Leurs parcours sont variés.
"Mes parents ont été surpris que je retourne à l'église, ils sont un peu dans la logique +si on est intelligent on ne croit pas en Dieu+", explique à l'AFP Sacha Stock, 28 ans, baptisé en 2023.
Mais "il y a un retour à la foi, dans le monde compliqué qui est le nôtre on a besoin de retrouver du sens", ajoute l'agent immobilier d'Igny (Essonne), dont la soeur s'est plus rapprochée de l'islam. Il assure parler "facilement" de sa démarche avec ses amis, "sans honte ni scrupules".
Catherine Chevalier confirme cette tendance générationnelle: "Les jeunes abordent la question de la foi de façon plus décomplexée que les générations précédentes".
- "Appel" -
"La majorité de mes collègues sont religieux, ça n'étonne personne", raconte Melvil C, technicien de 21 ans, originaire d'Orly, et venu à l'Eglise "après un décès dans (sa) famille" même s'il y "réfléchissai(t) déjà avant".
A Créteil où il sera baptisé samedi soir, Ashley Jean-Baptiste, 16 ans, explique avoir été voir "chez les chrétiens, chez les musulmans" avant de trancher: "j'ai ressenti chez les catholiques comme un appel profond". Comme beaucoup, le lycéen d'origine haïtienne assure avoir trouvé sa voie "après le Covid".
La CEF observe une hausse "significative" des baptisés issus de familles "sans religion" (un quart des catéchumènes adultes) et une augmentation des baptêmes en milieu rural (29% du total).

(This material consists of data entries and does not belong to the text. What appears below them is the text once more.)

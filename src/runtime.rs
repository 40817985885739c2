use std::sync::mpsc::{self, Receiver, RecvTimeoutError};
use std::time::{Duration, Instant};

use crossterm::event::{self, Event as CtEvent, KeyEvent};

/// Display refresh cadence for the countdown
pub const FRAME_INTERVAL_MS: u64 = 50;

/// What the loop hands to its handler
#[derive(Clone, Debug)]
pub enum TimerEvent {
    Key(KeyEvent),
    Resize,
    /// A frame is due: advance the round and redraw
    Tick,
}

/// Whether the loop keeps going after an event
#[derive(Debug, Clone, Copy, PartialEq, Eq)]
pub enum Flow {
    Continue,
    Quit,
}

/// Source of terminal input
pub trait EventSource: Send + 'static {
    /// Block for up to `timeout` waiting for input. `Disconnected` means no
    /// more input will ever arrive.
    fn recv_timeout(&self, timeout: Duration) -> Result<TimerEvent, RecvTimeoutError>;
}

/// Production event source: a reader thread forwarding crossterm events
pub struct CrosstermEventSource {
    rx: Receiver<TimerEvent>,
}

impl CrosstermEventSource {
    pub fn new() -> Self {
        let (tx, rx) = mpsc::channel();

        std::thread::spawn(move || loop {
            let forwarded = match event::read() {
                Ok(CtEvent::Key(key)) => tx.send(TimerEvent::Key(key)),
                Ok(CtEvent::Resize(_, _)) => tx.send(TimerEvent::Resize),
                Ok(_) => Ok(()),
                Err(err) => {
                    tracing::error!(%err, "terminal event stream closed");
                    break;
                }
            };
            if forwarded.is_err() {
                break;
            }
        });

        Self { rx }
    }
}

impl Default for CrosstermEventSource {
    fn default() -> Self {
        Self::new()
    }
}

impl EventSource for CrosstermEventSource {
    fn recv_timeout(&self, timeout: Duration) -> Result<TimerEvent, RecvTimeoutError> {
        self.rx.recv_timeout(timeout)
    }
}

/// Frame cadence
pub trait Ticker: Send + Sync + 'static {
    fn interval(&self) -> Duration;
}

#[derive(Clone, Copy, Debug)]
pub struct FixedTicker {
    interval: Duration,
}

impl FixedTicker {
    pub fn new(interval: Duration) -> Self {
        Self { interval }
    }

    pub fn frames() -> Self {
        Self::new(Duration::from_millis(FRAME_INTERVAL_MS))
    }
}

impl Ticker for FixedTicker {
    fn interval(&self) -> Duration {
        self.interval
    }
}

/// Channel-fed event source for tests
pub struct TestEventSource {
    rx: Receiver<TimerEvent>,
}

impl TestEventSource {
    pub fn new(rx: Receiver<TimerEvent>) -> Self {
        Self { rx }
    }
}

impl EventSource for TestEventSource {
    fn recv_timeout(&self, timeout: Duration) -> Result<TimerEvent, RecvTimeoutError> {
        self.rx.recv_timeout(timeout)
    }
}

/// Repeating frame task multiplexed with terminal input.
///
/// Frames are scheduled against a deadline rather than an idle timeout, so a
/// burst of keys delays a `Tick` by at most one interval.
pub struct Runner<E: EventSource, T: Ticker> {
    event_source: E,
    ticker: T,
    next_frame: Instant,
}

impl<E: EventSource, T: Ticker> Runner<E, T> {
    pub fn new(event_source: E, ticker: T) -> Self {
        let next_frame = Instant::now() + ticker.interval();
        Self {
            event_source,
            ticker,
            next_frame,
        }
    }

    /// Next input or due frame. `None` once the event source has closed.
    pub fn step(&mut self) -> Option<TimerEvent> {
        let now = Instant::now();
        if now >= self.next_frame {
            self.schedule_after(now);
            return Some(TimerEvent::Tick);
        }

        match self.event_source.recv_timeout(self.next_frame - now) {
            Ok(ev) => Some(ev),
            Err(RecvTimeoutError::Timeout) => {
                self.schedule_after(Instant::now());
                Some(TimerEvent::Tick)
            }
            Err(RecvTimeoutError::Disconnected) => None,
        }
    }

    /// Drive `handle` with every event until it asks to quit or input closes.
    pub fn run<F, Err>(&mut self, mut handle: F) -> Result<(), Err>
    where
        F: FnMut(TimerEvent) -> Result<Flow, Err>,
    {
        loop {
            let Some(event) = self.step() else {
                tracing::warn!("event source closed, stopping");
                return Ok(());
            };
            if handle(event)? == Flow::Quit {
                return Ok(());
            }
        }
    }

    // a late frame does not trigger a catch-up burst
    fn schedule_after(&mut self, now: Instant) {
        self.next_frame += self.ticker.interval();
        if self.next_frame <= now {
            self.next_frame = now + self.ticker.interval();
        }
    }
}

"Un certain nombre viennent de villages ou il n'y a pas un seul chrétien!", affirme à l'AFP l'évêque du Jura Jean-Luc Garin, qui évoque un "déclic" dans le parcours de beaucoup de catéchumènes: "la moitié sont passés par des épreuves terribles qui ont déclenché une recherche spirituelle".
Mais pour l'Eglise, la difficulté est de garder ces nouveaux venus, dont beaucoup appréhendent de se retrouver livrés à eux-mêmes après deux ans de préparation intense.
"J'ai un peu peur de la lassitude, de la difficulté à conserver ce feu", témoigne à Créteil Angèle Louise Fogaing, 17 ans, qui envisage d'"aller à l'église, s'entourer d'amis chrétiens, prier..."
La CEF ignore combien de néophytes sont encore présents un an après leur baptême mais reconnaît "un véritable enjeu d'accompagnement dans les premières années de la vie chrétienne".
"Nous allons devoir ajuster nos pratiques", a affirmé à Famille chrétienne le président de la CEF Eric de Moulins-Beaufort.
Catherine Chevalier évoque elle diverses initiatives prises dans les diocèses: fraternités, groupes de partage... voire dans une paroisse des "moments conviviaux" avec "des apéros une fois pas mois".
Dans le Jura, Mgr Jean-Luc Garin a demandé aux anciens catéchumènes d'"apporter leur énergie" avec des suggestions. "Certains ont proposé +que la paroisse devienne comme une famille+, d'autres +la messe, moins mais mieux+... C'est significatif d'un besoin de fraternité et de liturgie joyeuse", estime-t-il.